O presidente em exercício, Michel Temer, enviou ontem uma “mensagem aberta” aos líderes e parlamentares da base aliada para ressaltar que o seu governo não abandonará as políticas sociais. A carta foi enviada no momento em que Temer procura pacificar, principalmente, a Câmara dos Deputados, que passa pelo processo de sucessão de Eduardo Cunha (PMDB-RJ), que renunciou à Presidência da Casa. O objetivo do governo, apesar do discurso de não interferir no processo, é tentar um candidato único da base.
Segundo interlocutores do presidente em exercício, a ideia da carta surgiu para rebater críticas da oposição de que Temer estaria acabando com programas sociais.
No texto, Temer diz que é “prioridade” e “compromisso” do seu governo programas sociais como o Bolsa Família, o Fundo de Financiamento Estudantil (Fies) e o Programa Dinheiro Direto na Escola (PDDE). “O governo trabalha incessantemente para que as famílias tenham melhora na renda e deixem de depender do programa. Isso só será possível com crescimento econômico e geração de empregos”, escreveu.
O presidente em exercício destacou ainda que, além da transferência de renda, para reduzir a desigualdade no País é preciso investir em educação. “Com ensino público de boa qualidade, podemos gerar oportunidades para todos os brasileiros, crianças e jovens que querem crescer na vida por meio de uma boa educação.”

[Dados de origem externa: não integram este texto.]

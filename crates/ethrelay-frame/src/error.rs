/// Errors that can occur while encoding requests or decoding responses.
#[derive(Debug, thiserror::Error)]
pub enum FrameError {
    /// A response was shorter than its decoder requires.
    #[error("short response for {command} ({actual} bytes, expected {expected})")]
    ShortResponse {
        command: &'static str,
        expected: usize,
        actual: usize,
    },

    /// A relay number outside `1..=relay_count`.
    #[error("relay {index} out of range (module has {relay_count} relays)")]
    RelayOutOfRange { index: i64, relay_count: usize },

    /// A pulse duration outside 0-255.
    #[error("pulse {0} out of range (expected 0-255 in 100ms units)")]
    PulseOutOfRange(i64),
}

pub type Result<T> = std::result::Result<T, FrameError>;
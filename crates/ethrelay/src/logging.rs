use clap::ValueEnum;
use tracing_subscriber::EnvFilter;

/// Overrides `--log-level` with a full filter directive when set.
pub const LOG_ENV: &str = "ETHRELAY_LOG";

/// Crates whose events `--log-level` controls. Everything else stays at `warn`.
const CRATES: [&str; 4] = [
    "ethrelay",
    "ethrelay_device",
    "ethrelay_frame",
    "ethrelay_transport",
];

#[derive(Copy, Clone, Debug, ValueEnum)]
pub enum LogFormat {
    Text,
    Json,
}

#[derive(Copy, Clone, Debug, ValueEnum)]
pub enum LogLevel {
    Error,
    Warn,
    Info,
    Debug,
    Trace,
}

impl LogLevel {
    fn as_str(self) -> &'static str {
        match self {
            LogLevel::Error => "error",
            LogLevel::Warn => "warn",
            LogLevel::Info => "info",
            LogLevel::Debug => "debug",
            LogLevel::Trace => "trace",
        }
    }

    /// Filter directive applying this level to the ethrelay crates.
    pub fn directive(self) -> String {
        let mut directive = String::from("warn");
        for name in CRATES {
            directive.push_str(&format!(",{name}={}", self.as_str()));
        }
        directive
    }
}

/// Install the stderr subscriber. Stdout is reserved for command output.
pub fn init_logging(format: LogFormat, level: LogLevel) {
    let filter =
        EnvFilter::try_from_env(LOG_ENV).unwrap_or_else(|_| EnvFilter::new(level.directive()));
    let builder = tracing_subscriber::fmt()
        .with_writer(std::io::stderr)
        .with_env_filter(filter)
        .with_ansi(false)
        .with_target(false);

    match format {
        LogFormat::Text => {
            let _ = builder.try_init();
        }
        LogFormat::Json => {
            let _ = builder.json().try_init();
        }
    }
}
use std::fmt;
use std::time::Duration;

/// TCP port ETH modules listen on out of the box.
pub const DEFAULT_PORT: u16 = 17494;

/// Connection parameters for a relay module.
#[derive(Clone)]
pub struct ClientConfig {
    /// Hostname or IP address of the module.
    pub host: String,
    /// TCP port. Default: 17494.
    pub port: u16,
    /// TCP/IP password, required only if the module has one enabled.
    /// Sent in plaintext on the wire and never logged.
    pub password: Option<String>,
    /// Bound on the TCP connect. Default: none.
    pub connect_timeout: Option<Duration>,
    /// Socket read timeout. Default: none, a silent module blocks forever.
    pub read_timeout: Option<Duration>,
    /// Socket write timeout. Default: none.
    pub write_timeout: Option<Duration>,
}

impl ClientConfig {
    pub fn new(host: impl Into<String>) -> Self {
        Self {
            host: host.into(),
            ..Self::default()
        }
    }

    pub fn with_port(mut self, port: u16) -> Self {
        self.port = port;
        self
    }

    pub fn with_password(mut self, password: impl Into<String>) -> Self {
        self.password = Some(password.into());
        self
    }

    /// Apply the same bound to connect, read and write.
    pub fn with_timeout(mut self, timeout: Duration) -> Self {
        self.connect_timeout = Some(timeout);
        self.read_timeout = Some(timeout);
        self.write_timeout = Some(timeout);
        self
    }
}

impl Default for ClientConfig {
    fn default() -> Self {
        Self {
            host: "localhost".to_string(),
            port: DEFAULT_PORT,
            password: None,
            connect_timeout: None,
            read_timeout: None,
            write_timeout: None,
        }
    }
}

impl fmt::Debug for ClientConfig {
    fn fmt(&self, f: &mut fmt::Formatter<'_>) -> fmt::Result {
        let mut dbg = f.debug_struct("ClientConfig");
        dbg.field("host", &self.host).field("port", &self.port);
        if let Some(password) = &self.password {
            dbg.field(
                "password",
                &format_args!("<redacted:{} bytes>", password.len()),
            );
        } else {
            dbg.field("password", &Option::<String>::None);
        }
        dbg.field("connect_timeout", &self.connect_timeout)
            .field("read_timeout", &self.read_timeout)
            .field("write_timeout", &self.write_timeout)
            .finish()
    }
}

#[cfg(test)]
mod tests {
    use super::*;

    #[test]
    fn defaults() {
        let config = ClientConfig::new("10.0.0.5");
        assert_eq!(config.host, "10.0.0.5");
        assert_eq!(config.port, 17494);
        assert!(config.password.is_none());
        assert!(config.read_timeout.is_none());
    }

    #[test]
    fn builder_sets_timeouts() {
        let config = ClientConfig::new("relay.local")
            .with_port(2000)
            .with_timeout(Duration::from_secs(3));
        assert_eq!(config.port, 2000);
        assert_eq!(config.connect_timeout, Some(Duration::from_secs(3)));
        assert_eq!(config.write_timeout, Some(Duration::from_secs(3)));
    }

    #[test]
    fn debug_redacts_password() {
        let config = ClientConfig::new("relay.local").with_password("opensesame");
        let dbg = format!("{config:?}");
        assert!(!dbg.contains("opensesame"));
        assert!(dbg.contains("<redacted:10 bytes>"));
    }
}
use ethrelay_device::RelayClient;
use ethrelay_transport::Transport;

use crate::cmd::GetArgs;
use crate::exit::{relay_error, CliResult, SUCCESS};
use crate::output::{print_json, state_label, OutputFormat, RelayStateOutput};

pub fn run(args: GetArgs, format: OutputFormat) -> CliResult<i32> {
    let mut client = args.conn.open()?;
    let out = read_relay(&mut client, args.relay)?;
    client.disconnect();

    match format {
        OutputFormat::Json => print_json(&out),
        OutputFormat::Table | OutputFormat::Pretty => {
            println!("relay {}: {}", out.relay, state_label(out.on))
        }
        OutputFormat::Raw => println!("{}", u8::from(out.on)),
    }
    Ok(SUCCESS)
}

fn read_relay<T: Transport>(
    client: &mut RelayClient<T>,
    relay: i64,
) -> CliResult<RelayStateOutput> {
    let index = client
        .relay(relay)
        .map_err(|err| relay_error("invalid relay", err))?;
    let on = client
        .get_single(index)
        .map_err(|err| relay_error("get failed", err))?;
    Ok(RelayStateOutput {
        relay: index.get(),
        on,
    })
}

#[cfg(test)]
mod tests {
    use ethrelay_device::simulator::{pair, SimulatedModule};

    use super::*;
    use crate::exit::USAGE;

    #[test]
    fn reads_one_relay() {
        let (stream, _sim) = pair(SimulatedModule::new(19).with_relays([0b0000_0100, 0, 0]));
        let mut client = RelayClient::from_transport(stream, None).unwrap();

        assert!(read_relay(&mut client, 3).unwrap().on);
        assert!(!read_relay(&mut client, 4).unwrap().on);
    }

    #[test]
    fn out_of_range_is_usage() {
        let (stream, sim) = pair(SimulatedModule::new(19));
        let mut client = RelayClient::from_transport(stream, None).unwrap();
        let before = sim.written();

        assert_eq!(read_relay(&mut client, 9).unwrap_err().code, USAGE);
        assert_eq!(read_relay(&mut client, 0).unwrap_err().code, USAGE);
        assert_eq!(sim.written(), before);
    }
}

Na mensagem, Temer cita o reajuste de 12,5% no Bolsa Família e diz que o aumento é superior aos 9% anunciados em maio pela presidente afastada Dilma Rousseff. Afirmando que a gestão passada não concretizou o reajuste, Temer destaca que o benefício teve aumento acima da inflação dos últimos 12 meses. “Parece pouco, mas é fundamental para aqueles que estão na pobreza. Enquanto houver extrema pobreza, é preciso ter programas como o Bolsa Família”, diz.